Wrong thats not even in the table.


Carry on,


----------



## Sugar Dunkaton (9 June 2010)

I do understand the Bias from the polls given the nature of our participants, but i have spoken to CFD providers and they do not want to give out any of their statistics. 

This data is better than nothing, and until I have figured out another resource this will probably be the best shot I get. Anyways, Even for the moderators and other people who might use this forum, they may be interested on the people that are trading CFDs, getting some sort of demographic details... I think it is relevent. 

So please keep submitting your results, I do appreciate it greatly.


----------



## Sugar Dunkaton (9 June 2010)

Thank you for your input.

But just to clarify, I am looking to get an idea of who is trading equity CFDs (DMA, MM or ASX), vs those who trade Straight Equities or Equities Plus Margin loans with which I have received data from elsewhere.

All this other chat is irrelevant - and yes, I am learning as I go through. Maybe that ASX data was not the best point of reference and I have interpreted it wrong, HOWEVER, it has given me a topic to write my assignment on - and as such I would like to continue. I will not be using that table in my assignment.

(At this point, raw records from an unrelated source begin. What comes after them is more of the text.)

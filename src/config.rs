use crate::errors::ClientError;
use crate::routines::resolve_routines_path;
use reqwest::Url;
use std::{env, path::PathBuf};

pub const DEFAULT_API_URL: &str = "http://127.0.0.1:5000";

#[derive(Debug, Clone)]
pub struct ClientConfig {
    pub api_url: Url,
    pub routines_path: PathBuf,
    /// Locations on which the full plan is loaded on first view.
    pub plan_pages: Vec<String>,
}

impl ClientConfig {
    pub fn new(api_url: Url) -> Self {
        Self {
            api_url,
            routines_path: resolve_routines_path(),
            plan_pages: default_plan_pages(),
        }
    }

    /// Reads the environment; `api_url` overrides `WORKOUT_API_URL`.
    pub fn from_env(api_url: Option<&str>) -> Result<Self, ClientError> {
        let api_url = resolve_api_url(api_url)?;
        let mut config = Self::new(api_url);
        if let Ok(pages) = env::var("WORKOUT_PLAN_PAGES") {
            let pages = parse_plan_pages(&pages);
            if !pages.is_empty() {
                config.plan_pages = pages;
            }
        }
        Ok(config)
    }

    pub fn is_plan_page(&self, location: &str) -> bool {
        is_plan_location(&self.plan_pages, location)
    }
}

pub fn is_plan_location(pages: &[String], location: &str) -> bool {
    let path = location_path(location);
    pages.iter().any(|page| location_path(page) == path)
}

/// `override_url` wins over `WORKOUT_API_URL`, which wins over the default.
pub fn resolve_api_url(override_url: Option<&str>) -> Result<Url, ClientError> {
    let raw = match override_url {
        Some(url) => url.to_string(),
        None => env::var("WORKOUT_API_URL").unwrap_or_else(|_| DEFAULT_API_URL.to_string()),
    };
    Url::parse(&raw).map_err(|err| ClientError::validation(format!("invalid api url '{raw}': {err}")))
}

pub fn default_plan_pages() -> Vec<String> {
    vec!["/".to_string(), "/workout_plan".to_string()]
}

fn parse_plan_pages(raw: &str) -> Vec<String> {
    raw.split(',')
        .map(str::trim)
        .filter(|page| !page.is_empty())
        .map(|page| location_path(page).to_string())
        .collect()
}

/// Strips scheme/host, query and fragment, and a trailing slash.
fn location_path(location: &str) -> &str {
    let without_origin = match location.find("://") {
        Some(index) => {
            let rest = &location[index + 3..];
            rest.find('/').map(|slash| &rest[slash..]).unwrap_or("/")
        }
        None => location,
    };
    let end = without_origin
        .find(['?', '#'])
        .unwrap_or(without_origin.len());
    let path = &without_origin[..end];
    if path.len() > 1 {
        path.trim_end_matches('/')
    } else if path.is_empty() {
        "/"
    } else {
        path
    }
}
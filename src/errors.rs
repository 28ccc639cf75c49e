use reqwest::StatusCode;
use std::fmt;

#[derive(Debug)]
pub enum ClientError {
    /// Rejected before any request was sent.
    Validation(String),
    /// The request never produced a response.
    Transport(String),
    /// Non-2xx response, with the server's `message` when it sent one.
    Server {
        status: StatusCode,
        message: Option<String>,
    },
    /// A 2xx response whose body did not have the expected shape.
    Decode(String),
    Io(std::io::Error),
}

impl ClientError {
    pub fn validation(message: impl Into<String>) -> Self {
        Self::Validation(message.into())
    }

    pub fn transport(err: impl std::error::Error) -> Self {
        Self::Transport(err.to_string())
    }

    pub fn server(status: StatusCode, message: Option<String>) -> Self {
        Self::Server { status, message }
    }

    pub fn decode(err: impl std::error::Error) -> Self {
        Self::Decode(err.to_string())
    }

    /// Text to show the user: validation and server messages verbatim,
    /// `fallback` for everything else.
    pub fn user_message(&self, fallback: &str) -> String {
        match self {
            Self::Validation(message) => message.clone(),
            Self::Server {
                message: Some(message),
                ..
            } if !message.trim().is_empty() => message.clone(),
            _ => fallback.to_string(),
        }
    }

    pub fn is_validation(&self) -> bool {
        matches!(self, Self::Validation(_))
    }
}

impl fmt::Display for ClientError {
    fn fmt(&self, f: &mut fmt::Formatter<'_>) -> fmt::Result {
        match self {
            Self::Validation(message) => write!(f, "invalid input: {message}"),
            Self::Transport(message) => write!(f, "request failed: {message}"),
            Self::Server {
                status,
                message: Some(message),
            } => write!(f, "server returned {status}: {message}"),
            Self::Server {
                status,
                message: None,
            } => write!(f, "server returned {status}"),
            Self::Decode(message) => write!(f, "unexpected response body: {message}"),
            Self::Io(err) => write!(f, "io error: {err}"),
        }
    }
}

impl std::error::Error for ClientError {}

impl From<std::io::Error> for ClientError {
    fn from(err: std::io::Error) -> Self {
        Self::Io(err)
    }
}

impl From<reqwest::Error> for ClientError {
    fn from(err: reqwest::Error) -> Self {
        if err.is_decode() {
            Self::decode(err)
        } else {
            Self::transport(err)
        }
    }
}

#[cfg(test)]
mod tests {
    use super::*;

    #[test]
    fn server_message_is_surfaced_verbatim() {
        let err = ClientError::server(
            StatusCode::BAD_REQUEST,
            Some("Exercise already in routine".into()),
        );
        assert_eq!(err.user_message("Failed"), "Exercise already in routine");
    }

    #[test]
    fn missing_or_blank_message_uses_fallback() {
        let err = ClientError::server(StatusCode::INTERNAL_SERVER_ERROR, None);
        assert_eq!(err.user_message("Failed to add exercise."), "Failed to add exercise.");

        let err = ClientError::server(StatusCode::BAD_GATEWAY, Some("  ".into()));
        assert_eq!(err.user_message("Failed"), "Failed");

        let err = ClientError::Transport("connection refused".into());
        assert_eq!(err.user_message("Failed"), "Failed");
    }
}
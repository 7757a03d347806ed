//! System prompt assembly.
//!
//! Builds the run's system message from the run configuration, appending
//! project instructions (`MARSHAL.md` at the sandbox root) when present.

use std::path::Path;

use tracing::{debug, info};

use crate::config::{ExecutionMode, RunConfig};

/// Project instruction file discovered at the sandbox root.
pub const PROJECT_INSTRUCTIONS_FILE: &str = "MARSHAL.md";

/// Assemble the system prompt for one run.
pub fn build_system_prompt(config: &RunConfig, root: &Path) -> String {
    let mut sections = vec![base_instructions(config)];

    let instructions = root.join(PROJECT_INSTRUCTIONS_FILE);
    if instructions.is_file() {
        if let Ok(content) = std::fs::read_to_string(&instructions) {
            let trimmed = content.trim();
            if !trimmed.is_empty() {
                info!(path = %instructions.display(), "loaded project instructions");
                sections.push(format!("# Project Instructions\n\n{trimmed}"));
            }
        }
    } else {
        debug!(dir = %root.display(), "no project instructions file");
    }

    sections.join("\n\n---\n\n")
}

fn base_instructions(config: &RunConfig) -> String {
    let tooling_note = match config.mode {
        ExecutionMode::LocalOnly => {
            "Only local tools (file access, shell) are available in this run."
        }
        ExecutionMode::Hybrid => {
            "Local tools are available, plus any connected remote tools."
        }
        ExecutionMode::RemoteAugmented => {
            "Local tools are available, and remote tools are connected and expected to be used where they fit."
        }
    };

    format!(
        "You are an autonomous assistant operating inside a sandboxed working directory. \
You accomplish the user's request by calling the provided tools; respond with plain text \
only once the request is complete. Some actions require operator approval; if an action \
is refused, adapt your plan instead of retrying it verbatim.\n\n{tooling_note}"
    )
}
pub mod config;
pub mod error;

pub use config::{
    ConfigScope, KindRules, McpServerDecl, PermissionSettings, Settings, SourcedPattern,
    TransportKind,
};
pub use error::ConfigError;
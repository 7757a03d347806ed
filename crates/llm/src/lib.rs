pub mod providers;

pub use providers::anthropic::AnthropicProvider;
pub use providers::create_provider;
pub use providers::ollama::OllamaProvider;
pub use providers::openai::OpenAiProvider;
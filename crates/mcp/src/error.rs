//! Error types for the MCP crate.

/// Errors that can occur during MCP client operations.
#[derive(Debug, thiserror::Error)]
pub enum McpError {
    /// Failed to parse JSON.
    #[error("JSON parse error: {0}")]
    JsonParse(#[from] serde_json::Error),

    /// Transport I/O error.
    #[error("transport error: {0}")]
    Transport(#[from] std::io::Error),

    /// Invalid parameters or a malformed response.
    #[error("invalid params: {0}")]
    InvalidParams(String),

    /// Tool execution failed on the server.
    #[error("tool execution failed: {0}")]
    ToolExecution(String),

    /// The server process exited, refused the handshake, or is unreachable.
    #[error("server unavailable: {0}")]
    ServerUnavailable(String),
}
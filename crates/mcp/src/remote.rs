//! `Tool` adapter for discovered remote tools.
//!
//! Each remote tool wraps the shared client for its server. Content blocks
//! are flattened into the textual outcome (binary blocks render as a
//! placeholder naming mime type and size) and the server's error flag maps
//! onto the outcome's error field. Remote tools report no local resource
//! access; the approval set still applies to them by tool name.

use std::sync::Arc;

use async_trait::async_trait;
use serde_json::Value;
use tracing::debug;

use marshal_runtime::tool::{
    Tool, ToolAccess, ToolContext, ToolDescriptor, ToolError, ToolOutcome,
};

use crate::client::McpClient;
use crate::types::{ToolContent, ToolInfo};

pub struct RemoteTool {
    client: Arc<McpClient>,
    info: ToolInfo,
}

impl RemoteTool {
    pub fn new(client: Arc<McpClient>, info: ToolInfo) -> Self {
        Self { client, info }
    }

    fn flatten(content: &[ToolContent]) -> String {
        content
            .iter()
            .map(|block| match block {
                ToolContent::Text { text } => text.clone(),
                ToolContent::Blob { data, mime_type } => {
                    // base64 expands 3 bytes into 4 characters
                    format!("[binary block: {mime_type}, ~{} bytes]", data.len() * 3 / 4)
                }
            })
            .collect::<Vec<_>>()
            .join("\n")
    }
}

#[async_trait]
impl Tool for RemoteTool {
    fn descriptor(&self) -> ToolDescriptor {
        self.info.clone().into()
    }

    fn access(&self, _input: &Value, _context: &ToolContext) -> ToolAccess {
        ToolAccess::None
    }

    async fn execute(
        &self,
        input: Value,
        _context: &ToolContext,
    ) -> Result<ToolOutcome, ToolError> {
        debug!(server = %self.client.server_name(), tool = %self.info.name, "calling remote tool");

        let result = self
            .client
            .call_tool(&self.info.name, input)
            .await
            .map_err(|e| ToolError::ExecutionFailed(e.to_string()))?;

        Ok(ToolOutcome {
            call_id: String::new(),
            content: Self::flatten(&result.content),
            is_error: result.is_error,
        })
    }
}

/// Wrap every tool a connected client discovered, ready for catalog
/// registration as remote tools.
pub fn remote_tools(client: &Arc<McpClient>) -> Vec<Arc<dyn Tool>> {
    client
        .tool_infos()
        .into_iter()
        .cloned()
        .map(|info| Arc::new(RemoteTool::new(client.clone(), info)) as Arc<dyn Tool>)
        .collect()
}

Thank you to the person who pointed out CFD Contracts vs Equity trades - i did over look that.


----------



## akkopower (9 June 2010)

Sugar,

I heard an open lecture from Yale discussing research that was done on the no. of people that fail when they trade, they got data from a Hong Kongese broker. I am assuming this research led to a research paper. The info you are after may be reported somewhere in the financial literature....... If u are willing to search that hard.


----------



## barney (9 June 2010)

Sugar Dunkaton said:


> Sir P,






Sir Osisofliver said:


> It's Sir *O* P is next to O, it's just a typo. Please don't call me Sir P I sound like a Bodily function.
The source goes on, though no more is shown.